Lots has happened since I last wrote, including first call and a backup call, both days I worked. Today I work also. It's a good thing, since our life is in transition at the moment for me to work.
I only want to focus on one area of lesson:
- there have been many annoyances regarding this move. The most painful and disturbing is the battery. When I have my car loaded up at the old house and I'm ready to go, it won't start. I had it jumped last time. I've used up my freebies with AAA, so I did the car's roadside assistance. On Thursday during work hours it was fine. On Sunday, it didn't. Fortunately I was in my old garage, my backup car was next to us, so we left the station wagon loaded and put only the essentials into the other car.
- I got into a mini pity party on being incarnate. Everything you want to do that's good has like a 'catch' to it. Some stupid lame lesson that's totally a pain in the butt. I recall the first time it happened I was at the pediatricians office as a tot. I saw a poster of a beautiful pill that was pink and shaped like a triangle and you could chew it. I asked for one, and the doctor smiled and gave it. But then he had a shot behind his back, hidden, and said since I got the pill I wanted now I have to get the shot. It was horrid, a trick!
- What I realized after sleeping on it this morning, is, 'it's just a battery'. Batteries have a lifespan. I've been pushing mine with a short move, lots of driving back and forth, lots of opening the hatch. And batteries can be fixed. YES it's inconvenient. But what about all of the other times the car has been dependable? Right? It's easy for us to get that negative 'slant' on things and get depressed. It just IS. And IT in this situation, for me, is a car battery.

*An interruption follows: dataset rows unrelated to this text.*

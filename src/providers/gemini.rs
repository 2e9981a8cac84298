//! Gemini provider implementation using the `generateContent` API.

use serde::{Deserialize, Serialize};

use super::{
    check_http_response, Candidate, CompletionRequest, CompletionResponse, LlmProvider,
    ProviderError, UsageStats,
};

/// Default Gemini API base URL.
pub const DEFAULT_GEMINI_URL: &str = "https://generativelanguage.googleapis.com";

/// Default generation model.
pub const DEFAULT_GEMINI_MODEL: &str = "gemini-2.5-flash";

// ---------------------------------------------------------------------------
// Wire types (pub for integration testing)
// ---------------------------------------------------------------------------

/// `generateContent` request body.
#[doc(hidden)]
#[derive(Debug, Serialize)]
#[serde(rename_all = "camelCase")]
pub struct GeminiRequest {
    /// Conversation contents; a single user turn here.
    pub contents: Vec<GeminiContent>,
    /// Generation options.
    #[serde(skip_serializing_if = "Option::is_none")]
    pub generation_config: Option<GeminiGenerationConfig>,
}

/// A content block in Gemini format.
#[doc(hidden)]
#[derive(Debug, Serialize, Deserialize)]
pub struct GeminiContent {
    /// Author role: "user" or "model".
    #[serde(default)]
    pub role: Option<String>,
    /// Content parts.
    #[serde(default)]
    pub parts: Vec<GeminiPart>,
}

/// A single content part.
#[doc(hidden)]
#[derive(Debug, Serialize, Deserialize)]
pub struct GeminiPart {
    /// Text payload; non-text parts deserialize with `None`.
    #[serde(default, skip_serializing_if = "Option::is_none")]
    pub text: Option<String>,
}

/// Gemini generation options.
#[doc(hidden)]
#[derive(Debug, Serialize)]
#[serde(rename_all = "camelCase")]
pub struct GeminiGenerationConfig {
    /// Maximum tokens to generate.
    #[serde(skip_serializing_if = "Option::is_none")]
    pub max_output_tokens: Option<u32>,
}

/// `generateContent` response body.
#[doc(hidden)]
#[derive(Debug, Deserialize)]
#[serde(rename_all = "camelCase")]
pub struct GeminiResponse {
    /// Response candidates.
    #[serde(default)]
    pub candidates: Vec<GeminiCandidate>,
    /// Prompt-level feedback (set when the prompt is blocked).
    #[serde(default)]
    pub prompt_feedback: Option<GeminiPromptFeedback>,
    /// Token usage.
    #[serde(default)]
    pub usage_metadata: Option<GeminiUsage>,
    /// Model version that served the response.
    #[serde(default)]
    pub model_version: Option<String>,
}

/// A candidate in a Gemini response.
#[doc(hidden)]
#[derive(Debug, Deserialize)]
#[serde(rename_all = "camelCase")]
pub struct GeminiCandidate {
    /// Candidate content; absent when generation was stopped early.
    #[serde(default)]
    pub content: Option<GeminiContent>,
    /// Why generation stopped.
    #[serde(default)]
    pub finish_reason: Option<String>,
}

/// Prompt feedback in a Gemini response.
#[doc(hidden)]
#[derive(Debug, Deserialize)]
#[serde(rename_all = "camelCase")]
pub struct GeminiPromptFeedback {
    /// Reason the prompt was blocked.
    #[serde(default)]
    pub block_reason: Option<String>,
}

/// Gemini usage statistics.
#[doc(hidden)]
#[derive(Debug, Deserialize)]
#[serde(rename_all = "camelCase")]
pub struct GeminiUsage {
    /// Prompt tokens.
    #[serde(default)]
    pub prompt_token_count: u32,
    /// Generated tokens across candidates.
    #[serde(default)]
    pub candidates_token_count: u32,
}

// ---------------------------------------------------------------------------
// Provider
// ---------------------------------------------------------------------------

/// Gemini `generateContent` provider.
#[derive(Clone)]
pub struct GeminiProvider {
    model_spec: String,
    /// Model name passed to Gemini.
    #[doc(hidden)]
    pub model: String,
    /// Base URL for the Gemini API.
    #[doc(hidden)]
    pub base_url: String,
    api_key: String,
    client: reqwest::Client,
}

impl std::fmt::Debug for GeminiProvider {
    fn fmt(&self, f: &mut std::fmt::Formatter<'_>) -> std::fmt::Result {
        f.debug_struct("GeminiProvider")
            .field("model_spec", &self.model_spec)
            .field("base_url", &self.base_url)
            .field("api_key", &"[REDACTED]")
            .finish()
    }
}

impl GeminiProvider {
    /// Create a Gemini provider for a model spec.
    pub fn new(model_spec: String, model_name: String, api_key: String) -> Self {
        Self {
            model_spec,
            model: model_name,
            base_url: DEFAULT_GEMINI_URL.to_owned(),
            api_key,
            client: reqwest::Client::new(),
        }
    }

    /// Override the API base URL.
    #[must_use]
    pub fn with_base_url(mut self, base_url: &str) -> Self {
        self.base_url = base_url.trim_end_matches('/').to_owned();
        self
    }
}

// ---------------------------------------------------------------------------
// Request / Response builders (pub for integration testing)
// ---------------------------------------------------------------------------

/// Build a Gemini API request from a completion request.
#[doc(hidden)]
pub fn build_request(request: &CompletionRequest) -> GeminiRequest {
    GeminiRequest {
        contents: vec![GeminiContent {
            role: Some("user".to_owned()),
            parts: vec![GeminiPart {
                text: Some(request.prompt.clone()),
            }],
        }],
        generation_config: request.max_tokens.map(|n| GeminiGenerationConfig {
            max_output_tokens: Some(n),
        }),
    }
}

/// Parse a Gemini API response into a completion response.
///
/// # Errors
///
/// Returns `ProviderError::Parse` if the body cannot be deserialized and
/// `ProviderError::Blocked` when the prompt was blocked with no candidates.
#[doc(hidden)]
pub fn parse_response(
    body: &str,
    fallback_model: &str,
) -> Result<CompletionResponse, ProviderError> {
    let resp: GeminiResponse =
        serde_json::from_str(body).map_err(|e| ProviderError::Parse(e.to_string()))?;

    if resp.candidates.is_empty() {
        if let Some(reason) = resp.prompt_feedback.and_then(|f| f.block_reason) {
            return Err(ProviderError::Blocked(reason));
        }
    }

    let candidates = resp
        .candidates
        .into_iter()
        .map(|c| Candidate {
            parts: c
                .content
                .map(|content| content.parts.into_iter().filter_map(|p| p.text).collect())
                .unwrap_or_default(),
            finish_reason: c.finish_reason,
        })
        .collect();

    let usage = resp
        .usage_metadata
        .map(|u| UsageStats {
            input_tokens: u.prompt_token_count,
            output_tokens: u.candidates_token_count,
        })
        .unwrap_or_default();

    Ok(CompletionResponse {
        candidates,
        usage,
        model: resp
            .model_version
            .unwrap_or_else(|| fallback_model.to_owned()),
    })
}

// ---------------------------------------------------------------------------
// Trait impl
// ---------------------------------------------------------------------------

#[async_trait::async_trait]
impl LlmProvider for GeminiProvider {
    async fn complete(
        &self,
        request: CompletionRequest,
    ) -> Result<CompletionResponse, ProviderError> {
        let api_request = build_request(&request);

        let url = format!(
            "{}/v1beta/models/{}:generateContent",
            self.base_url, self.model
        );
        let response = self
            .client
            .post(&url)
            .header("x-goog-api-key", &self.api_key)
            .header("content-type", "application/json")
            .json(&api_request)
            .send()
            .await?;

        let payload = check_http_response(response).await?;
        parse_response(&payload, &self.model)
    }

    fn model_id(&self) -> &str {
        &self.model_spec
    }
}
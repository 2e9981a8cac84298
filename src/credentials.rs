//! Credential loading from the runtime `.env` file or the process environment.

use std::collections::BTreeMap;
use std::fs;
use std::path::Path;

use anyhow::Context;
use tracing::debug;

use crate::config::runtime_paths;

/// Credential key for the Gemini API.
pub const GEMINI_API_KEY: &str = "GEMINI_API_KEY";

/// Credential key for an optional LibreTranslate API key.
pub const LIBRETRANSLATE_API_KEY: &str = "LIBRETRANSLATE_API_KEY";

/// Keys read from the process environment when no `.env` file exists.
pub const KNOWN_KEYS: [&str; 2] = [GEMINI_API_KEY, LIBRETRANSLATE_API_KEY];

/// Runtime credentials.
#[derive(Clone, Default)]
pub struct Credentials {
    vars: BTreeMap<String, String>,
}

impl std::fmt::Debug for Credentials {
    fn fmt(&self, f: &mut std::fmt::Formatter<'_>) -> std::fmt::Result {
        f.debug_struct("Credentials")
            .field("keys", &self.vars.keys().collect::<Vec<_>>())
            .field("values", &"[REDACTED]")
            .finish()
    }
}

impl Credentials {
    /// Build credentials from a key-value map.
    pub fn from_map(vars: BTreeMap<String, String>) -> Self {
        Self { vars }
    }

    /// Collect `keys` from an environment resolver, skipping absent ones.
    pub fn from_env_with(keys: &[&str], env: impl Fn(&str) -> Option<String>) -> Self {
        let vars = keys
            .iter()
            .filter_map(|key| env(key).map(|value| ((*key).to_owned(), value)))
            .collect();
        Self { vars }
    }

    /// Returns a credential value for a key, if present.
    pub fn get(&self, key: &str) -> Option<&str> {
        self.vars.get(key).map(String::as_str)
    }

    /// Returns a required credential or an error when missing.
    ///
    /// # Errors
    ///
    /// Returns an error when the key does not exist in loaded credentials.
    pub fn require(&self, key: &str) -> anyhow::Result<String> {
        self.vars
            .get(key)
            .cloned()
            .ok_or_else(|| anyhow::anyhow!("missing required credential: {key}"))
    }
}

/// Load credentials from a specific `.env` path.
///
/// # Errors
///
/// Returns an error if the file does not exist, permissions are too broad,
/// or parsing fails.
pub fn load_credentials(path: &Path) -> anyhow::Result<Credentials> {
    if !path.exists() {
        return Err(anyhow::anyhow!(
            "credentials file does not exist: {}",
            path.display()
        ));
    }

    validate_private_permissions(path)?;

    let mut vars = BTreeMap::new();
    let iter = dotenvy::from_path_iter(path)
        .with_context(|| format!("failed to read credentials at {}", path.display()))?;

    for item in iter {
        let (key, value) = item.with_context(|| {
            format!(
                "failed to parse key-value entry in credentials file {}",
                path.display()
            )
        })?;
        vars.insert(key, value);
    }

    Ok(Credentials { vars })
}

/// Load credentials from `~/.langbot/.env`, falling back to the process
/// environment for [`KNOWN_KEYS`] when the file does not exist.
///
/// # Errors
///
/// Returns an error when runtime paths cannot be resolved or an existing
/// credentials file is invalid.
pub fn load_default_credentials() -> anyhow::Result<Credentials> {
    let paths = runtime_paths()?;
    if paths.env_file.exists() {
        return load_credentials(&paths.env_file);
    }
    debug!(
        path = %paths.env_file.display(),
        "no credentials file, reading process environment"
    );
    Ok(Credentials::from_env_with(&KNOWN_KEYS, |key| {
        std::env::var(key).ok()
    }))
}

/// Ensure a file has private permissions when supported.
///
/// # Errors
///
/// Returns an error if permissions cannot be updated.
pub fn enforce_private_file_permissions(path: &Path) -> anyhow::Result<()> {
    #[cfg(unix)]
    {
        use std::os::unix::fs::PermissionsExt;

        let perms = fs::Permissions::from_mode(0o600);
        fs::set_permissions(path, perms)
            .with_context(|| format!("failed to set permissions on {}", path.display()))?;
    }

    Ok(())
}

#[cfg(unix)]
fn validate_private_permissions(path: &Path) -> anyhow::Result<()> {
    use std::os::unix::fs::PermissionsExt;

    let metadata = fs::metadata(path)
        .with_context(|| format!("failed to inspect credentials file {}", path.display()))?;
    let mode = metadata.permissions().mode() & 0o777;

    if mode & 0o077 != 0 {
        return Err(anyhow::anyhow!(
            "credentials file {} must be 0600, found {:o}",
            path.display(),
            mode
        ));
    }

    Ok(())
}

#[cfg(not(unix))]
fn validate_private_permissions(_path: &Path) -> anyhow::Result<()> {
    Ok(())
}
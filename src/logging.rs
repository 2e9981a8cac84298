//! Structured logging setup using `tracing-subscriber` and `tracing-appender`.
//!
//! Two modes:
//! - **Session** ([`init_production`]): JSON file layer (daily rotation) + console layer,
//!   used by the interactive `chat` subcommand
//! - **CLI** ([`init_cli`]): console-only for one-shot subcommands

use std::path::Path;

use tracing_appender::non_blocking::WorkerGuard;
use tracing_subscriber::layer::SubscriberExt;
use tracing_subscriber::util::SubscriberInitExt;
use tracing_subscriber::{EnvFilter, Layer};

/// Holds the non-blocking writer guard for file logging.
///
/// The [`WorkerGuard`] must be kept alive for the duration of the process.
/// Dropping it flushes pending log entries and closes the file.
pub struct LoggingGuard {
    _guard: WorkerGuard,
}

/// Initialise logging for a long-running interactive session.
///
/// Writes JSON logs to `{logs_dir}/langbot.log.YYYY-MM-DD` with daily
/// rotation. Also emits human-readable output to stderr controlled by the
/// `RUST_LOG` environment variable (default: `warn`, so the REPL stays quiet).
///
/// # Errors
///
/// Returns an error if the logs directory cannot be created or a global
/// subscriber is already installed.
pub fn init_production(logs_dir: &Path) -> anyhow::Result<LoggingGuard> {
    std::fs::create_dir_all(logs_dir).map_err(|e| {
        anyhow::anyhow!(
            "failed to create logs directory {}: {e}",
            logs_dir.display()
        )
    })?;

    let file_appender = tracing_appender::rolling::daily(logs_dir, "langbot.log");
    let (non_blocking, guard) = tracing_appender::non_blocking(file_appender);

    let json_layer = tracing_subscriber::fmt::layer()
        .json()
        .with_writer(non_blocking)
        .with_filter(env_filter("info"));

    let console_layer = tracing_subscriber::fmt::layer()
        .with_writer(std::io::stderr)
        .with_filter(env_filter("warn"));

    tracing_subscriber::registry()
        .with(json_layer)
        .with(console_layer)
        .try_init()
        .map_err(|e| anyhow::anyhow!("failed to install tracing subscriber: {e}"))?;

    Ok(LoggingGuard { _guard: guard })
}

/// Initialise minimal logging for one-shot subcommands.
///
/// Emits human-readable output to stderr only. No file rotation.
/// Controlled by `RUST_LOG` (default: `warn`).
pub fn init_cli() {
    tracing_subscriber::fmt()
        .with_env_filter(env_filter("warn"))
        .with_writer(std::io::stderr)
        .init();
}

fn env_filter(default: &str) -> EnvFilter {
    EnvFilter::try_from_default_env().unwrap_or_else(|_| EnvFilter::new(default))
}
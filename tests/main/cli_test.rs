//! CLI contract tests.

use assert_cmd::Command;

fn langbot(home: &tempfile::TempDir) -> Command {
    let mut cmd = match Command::cargo_bin("langbot") {
        Ok(cmd) => cmd,
        Err(err) => panic!("binary should build: {err}"),
    };
    cmd.env("HOME", home.path())
        .env_remove("GEMINI_API_KEY")
        .env_remove("LANGBOT_CONFIG_PATH")
        .env_remove("LANGBOT_GENERATION_MODEL")
        .env_remove("LANGBOT_TRANSLATION_PROVIDER")
        .env_remove("RUST_LOG");
    cmd
}

fn stdout_of(cmd: &mut Command) -> String {
    let output = cmd.output().expect("command should run");
    assert!(output.status.success(), "command should succeed");
    String::from_utf8(output.stdout).expect("stdout should be utf8")
}

#[test]
fn languages_lists_names_and_codes() {
    let home = tempfile::tempdir().expect("temp home");
    let out = stdout_of(langbot(&home).arg("languages"));
    assert_eq!(out.lines().count(), 11);
    assert!(out.lines().any(|l| l.starts_with("Chinese (Simplified)") && l.ends_with("zh-cn")));
    assert!(out.starts_with("English"));
}

#[test]
fn tones_lists_catalog() {
    let home = tempfile::tempdir().expect("temp home");
    let out = stdout_of(langbot(&home).arg("tones"));
    assert_eq!(
        out.lines().collect::<Vec<_>>(),
        vec!["Professional", "Neutral", "Friendly", "Assertive", "Concise", "Formal", "Casual"]
    );
}

#[test]
fn templates_lists_required_fields() {
    let home = tempfile::tempdir().expect("temp home");
    let out = stdout_of(langbot(&home).arg("templates"));
    assert!(out.contains("General Professional Email: recipient, sender"));
    assert!(out.contains("Meeting Request: subject, recipient, times, sender"));
}

#[test]
fn generate_without_credentials_reports_generation_stage() {
    let home = tempfile::tempdir().expect("temp home");
    let output = langbot(&home)
        .args(["generate", "--text", "Please approve the budget"])
        .output()
        .expect("command should run");

    assert!(!output.status.success());
    let stderr = String::from_utf8_lossy(&output.stderr);
    assert!(stderr.contains("generation client is not configured"), "stderr: {stderr}");
}

#[test]
fn unknown_language_is_a_usage_error() {
    let home = tempfile::tempdir().expect("temp home");
    let output = langbot(&home)
        .args(["generate", "--text", "hi", "--output-lang", "Klingon"])
        .output()
        .expect("command should run");

    assert!(!output.status.success());
    let stderr = String::from_utf8_lossy(&output.stderr);
    assert!(stderr.contains("unknown language 'Klingon'"), "stderr: {stderr}");
}

#[test]
fn chat_rejects_unknown_slash_commands() {
    let home = tempfile::tempdir().expect("temp home");
    let out = stdout_of(
        langbot(&home)
            .arg("chat")
            .write_stdin("/histroy\n/history\n/quit\n"),
    );

    assert!(out.contains("Unknown command: /histroy"), "stdout: {out}");
    assert!(out.contains("No history yet."), "misspelled command stays out of history");
    assert!(!out.contains("Error ("), "nothing reaches the pipeline: {out}");
}
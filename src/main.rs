//! LangBot CLI entry point.
//!
//! Provides `generate` for one-shot rewrites, `chat` for an interactive
//! session with memory, and catalog listings.

#![forbid(unsafe_code)]
#![warn(missing_docs)]

use std::path::{Path, PathBuf};

use anyhow::Context;
use clap::{Args, Parser, Subcommand};
use tokio::io::{AsyncBufReadExt, BufReader};
use tracing::{info, warn};

use langbot::config::{load_default_config, runtime_paths, Config};
use langbot::credentials::{load_default_credentials, Credentials};
use langbot::export::{to_docx, to_text, EmailDraft, ExportFormat, SpeechCue};
use langbot::extract::extract_text;
use langbot::pipeline::{GenerationInvoker, GenerationRequest, Pipeline, Session};
use langbot::providers::router::instantiate_provider;
use langbot::template::{TemplateCatalog, TemplateFields, NO_TEMPLATE};
use langbot::translate::{translator_from_config, LanguageNormalizer};
use langbot::types::{Language, Tone};

/// LangBot: multi-language corporate message assistant.
#[derive(Parser)]
#[command(name = "langbot", version, about)]
struct Cli {
    /// Subcommand to execute.
    #[command(subcommand)]
    command: Command,
}

/// Available CLI subcommands.
#[derive(Subcommand)]
enum Command {
    /// Rewrite one message and exit.
    Generate {
        /// Source text.
        #[arg(long, conflicts_with = "file")]
        text: Option<String>,
        /// Read source text from a .txt, .docx, or .pdf file.
        #[arg(long)]
        file: Option<PathBuf>,
        /// Write the result to a file (`.docx` writes a Word document, `.eml` an email).
        #[arg(long)]
        out: Option<PathBuf>,
        /// Form options.
        #[command(flatten)]
        form: FormArgs,
    },
    /// Start an interactive session that remembers previous messages.
    Chat {
        /// Form options applied to every message.
        #[command(flatten)]
        form: FormArgs,
    },
    /// List supported languages.
    Languages,
    /// List supported tones.
    Tones,
    /// List message templates and their fields.
    Templates,
}

/// Language, tone, and template options.
#[derive(Args, Clone)]
struct FormArgs {
    /// Input language (name or code).
    #[arg(long)]
    input_lang: Option<Language>,
    /// Output language (name or code).
    #[arg(long)]
    output_lang: Option<Language>,
    /// Tone of the rewritten message.
    #[arg(long)]
    tone: Option<Tone>,
    /// Template name, or "(none)".
    #[arg(long, default_value = NO_TEMPLATE)]
    template: String,
    /// Template recipient.
    #[arg(long, default_value = "Team")]
    recipient: String,
    /// Template sender.
    #[arg(long, default_value = "Your Name")]
    sender: String,
    /// Template subject.
    #[arg(long, default_value = "Updates")]
    subject: String,
    /// Template proposed times.
    #[arg(long, default_value = "Mon/Tue 10-11am")]
    times: String,
}

impl FormArgs {
    fn request(&self, config: &Config, body: &str) -> GenerationRequest {
        let request = GenerationRequest::new(
            body,
            self.input_lang.unwrap_or(config.defaults.input_language),
            self.output_lang.unwrap_or(config.defaults.output_language),
            self.tone.unwrap_or(config.defaults.tone),
        );
        if self.template == NO_TEMPLATE {
            return request;
        }
        let fields = TemplateFields::new()
            .with("recipient", &self.recipient)
            .with("sender", &self.sender)
            .with("subject", &self.subject)
            .with("times", &self.times);
        request.with_template(&self.template, fields)
    }

    fn output_language(&self, config: &Config) -> Language {
        self.output_lang.unwrap_or(config.defaults.output_language)
    }
}

#[tokio::main]
async fn main() -> anyhow::Result<()> {
    let cli = Cli::parse();

    match cli.command {
        Command::Generate {
            text,
            file,
            out,
            form,
        } => handle_generate(text, file, out, form).await,
        Command::Chat { form } => handle_chat(form).await,
        Command::Languages => {
            for lang in Language::ALL {
                println!("{:<22} {}", lang.display_name(), lang.code());
            }
            Ok(())
        }
        Command::Tones => {
            for tone in Tone::ALL {
                println!("{tone}");
            }
            Ok(())
        }
        Command::Templates => {
            let catalog = TemplateCatalog::builtin();
            for name in catalog.names() {
                let fields = catalog
                    .get(name)
                    .map(|t| t.required_fields().join(", "))
                    .unwrap_or_default();
                println!("{name}: {fields}");
            }
            Ok(())
        }
    }
}

/// Load config and credentials, then wire the pipeline.
///
/// Missing generation or translation capabilities are logged, not fatal.
fn build_pipeline() -> anyhow::Result<(Config, Pipeline)> {
    let config = load_default_config().context("failed to load configuration")?;
    let credentials: Credentials =
        load_default_credentials().context("failed to load credentials")?;

    let translator = translator_from_config(&config.translation, &credentials);
    if translator.is_none() {
        info!("translation not configured, text passes through untranslated");
    }

    let provider = match instantiate_provider(&config.models, &credentials) {
        Ok(provider) => Some(provider),
        Err(err) => {
            warn!(error = %err, "generation client not initialized");
            None
        }
    };

    let invoker =
        GenerationInvoker::new(provider).with_max_tokens(config.models.max_output_tokens);
    let pipeline = Pipeline::new(LanguageNormalizer::new(translator), invoker);
    Ok((config, pipeline))
}

async fn handle_generate(
    text: Option<String>,
    file: Option<PathBuf>,
    out: Option<PathBuf>,
    form: FormArgs,
) -> anyhow::Result<()> {
    langbot::logging::init_cli();

    let body = match (text, file) {
        (Some(text), _) => text,
        (None, Some(path)) => read_source(&path)?,
        (None, None) => anyhow::bail!("provide --text or --file"),
    };

    let (config, pipeline) = build_pipeline()?;
    let mut session = Session::new();
    let request = form.request(&config, &body);

    let output = pipeline.generate(&mut session, &request).await?;

    println!("{output}");
    if let Some(path) = out {
        save_output(&path, &output, &form)?;
        eprintln!("Saved to {}", path.display());
    }
    Ok(())
}

async fn handle_chat(form: FormArgs) -> anyhow::Result<()> {
    let paths = runtime_paths()?;
    let _logging_guard = langbot::logging::init_production(&paths.logs_dir)?;

    let (config, pipeline) = build_pipeline()?;
    let mut session = Session::new();

    println!("LangBot: An AI-Powered Multi-Language Translation Assistant");
    println!("Type a message to generate. Commands: {CHAT_COMMANDS}");

    let mut lines = BufReader::new(tokio::io::stdin()).lines();
    while let Some(line) = lines.next_line().await? {
        match ChatInput::parse(&line) {
            ChatInput::Blank => continue,
            ChatInput::Quit => break,
            ChatInput::Reset => {
                session.reset();
                info!("session memory reset");
                println!("Memory reset.");
            }
            ChatInput::History => print_history(&session, config.session.preview_chars),
            ChatInput::Speak => {
                if session.last_generated().is_empty() {
                    println!("Nothing generated yet.");
                } else {
                    let language = form.output_language(&config);
                    let cue = SpeechCue::new(session.last_generated(), language);
                    println!("{}", serde_json::to_string(&cue)?);
                }
            }
            ChatInput::Save(path) => {
                if session.last_generated().is_empty() {
                    println!("Nothing generated yet.");
                } else if path.is_empty() {
                    println!("Usage: /save <path>");
                } else {
                    match save_output(Path::new(path), session.last_generated(), &form) {
                        Ok(()) => println!("Saved to {path}"),
                        Err(err) => println!("Save failed: {err:#}"),
                    }
                }
            }
            ChatInput::Unknown(command) => {
                println!("Unknown command: {command}. Commands: {CHAT_COMMANDS}");
            }
            ChatInput::Message(text) => {
                let request = form.request(&config, text);
                match pipeline.generate(&mut session, &request).await {
                    Ok(output) => println!("\n{output}\n"),
                    Err(err) => println!("Error ({} stage): {err}", err.stage()),
                }
            }
        }
    }
    Ok(())
}

const CHAT_COMMANDS: &str = "/history /reset /save <path> /speak /quit";

/// One line of chat input.
#[derive(Debug, PartialEq, Eq)]
enum ChatInput<'a> {
    Blank,
    Quit,
    Reset,
    History,
    Speak,
    Save(&'a str),
    /// A `/`-prefixed word that names no command. Never sent to the model.
    Unknown(&'a str),
    Message(&'a str),
}

impl<'a> ChatInput<'a> {
    fn parse(line: &'a str) -> Self {
        let line = line.trim();
        let (command, arg) = line
            .split_once(char::is_whitespace)
            .map_or((line, ""), |(command, arg)| (command, arg.trim()));
        match command {
            "" => Self::Blank,
            "/quit" | "/exit" => Self::Quit,
            "/reset" => Self::Reset,
            "/history" => Self::History,
            "/speak" => Self::Speak,
            "/save" => Self::Save(arg),
            _ if command.starts_with('/') => Self::Unknown(command),
            _ => Self::Message(line),
        }
    }
}

fn print_history(session: &Session, preview_chars: usize) {
    let lines = session.display_lines(preview_chars);
    if lines.is_empty() {
        println!("No history yet.");
        return;
    }
    for line in lines {
        println!("{line}");
    }
}

fn read_source(path: &Path) -> anyhow::Result<String> {
    let bytes =
        std::fs::read(path).with_context(|| format!("failed to read {}", path.display()))?;
    let name = path
        .file_name()
        .and_then(|n| n.to_str())
        .unwrap_or_default();
    Ok(extract_text(name, &bytes))
}

fn save_output(path: &Path, text: &str, form: &FormArgs) -> anyhow::Result<()> {
    let bytes = match ExportFormat::from_path(path) {
        ExportFormat::Text => to_text(text),
        ExportFormat::Docx => to_docx(text).context("failed to build document")?,
        ExportFormat::Eml => EmailDraft::new(form.subject.clone(), text).to_eml(),
    };
    std::fs::write(path, bytes).with_context(|| format!("failed to write {}", path.display()))
}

The only other thing is that I wanted to cook us dinner in our new home. Our lunch had been warmed up pizza in the new oven (it works nice) and salad (I had forgotten bowls and forks. I made it in a pot). When it was time for the salad, after the pizza, I got interrupted with a call to go in to work. Soon, the first call was able to make it so I didn't have to. So long story short, we put the salad in the fridge, and I made our first coffee and we didn't even have milk for it. We had sugar and also delicious Italian cookies from Stella D'Oro (breakfast treats). It was nice.
Ross had wanted me to go to the all you can eat sushi place all day. On Friday I had been craving a poke bowl. I'll be honest, I haven't been eating right to save money. On Saturday I had takeout (I'm so sick of it) bagel and coffee, then a second breakfast at the cafeteria, a teriyaki bowl for lunch, and fake chicken and vegetables and soup for dinner. On Sunday, my breakfast was a free donut someone else brought in, and a coffee.
This all you can eat place is totally expensive. It's twenty five dollars a person. Cringe...lol.
But after the battery, I decided to go. Anthony was very happy. I had an Asahi beer. Ross said to pay with cash and not to think about it. (Our Costco reward money came back right at the close of escrow, and we have been living off it--with the tip, we paid eighty dollars--but it was nice not to have it go on the credit card--eeek! lol)...
Our bunny is now officially in our new home. She will need to go into the garage at night because of the coyotes. I cleaned her up and her cage and her little 'run' at the old house. Anthony thinks she stinks. In my opinion, before I cleaned her she had a worse odor, so now she stinks less...lol. I bought her a pink leash and we are going to walk her at the nearby park too. It will be fun.
Time for work.
I hope it's a short day.
Every day you work you win though. Remember that. My mentor taught it to me.
As an aside, Aunt Ellie passed on the 9th. Her 88th birthday was on March 8th (same day as my grandma Lucille!). She was very influential in my own spiritual life through medical school, and her support and kindness helped me so very much.
She died of Alzheimers, a terrible disease which I think everyone who dies of it is a victim of some horrendous scheme....it just doesn't seem natural for people to die like that. It's so sad.
Her Spirit came through on Saturday night. She told me she always knew. She knew I was 'someone special' and she 'needed to take good care of me'. So crossing over wasn't as big of a surprise for her as for some of my other family members, who say, after the fact, 'why didn't you TELL me?!'
It's all good.
I feel her now. Ellies love is unmistakable.
clap! clap!
Aloha and Mahalos,
Namaste,
Peace,
Ross and Carla
The Twins
Ross says, 'I resemble those statements!' He's so busy I can barely hear him. I don't know what he's up to. As a 'military wife equivalent in Galactic terms' I've grown accustomed to his workload...and just wait patiently for his time he can be with me.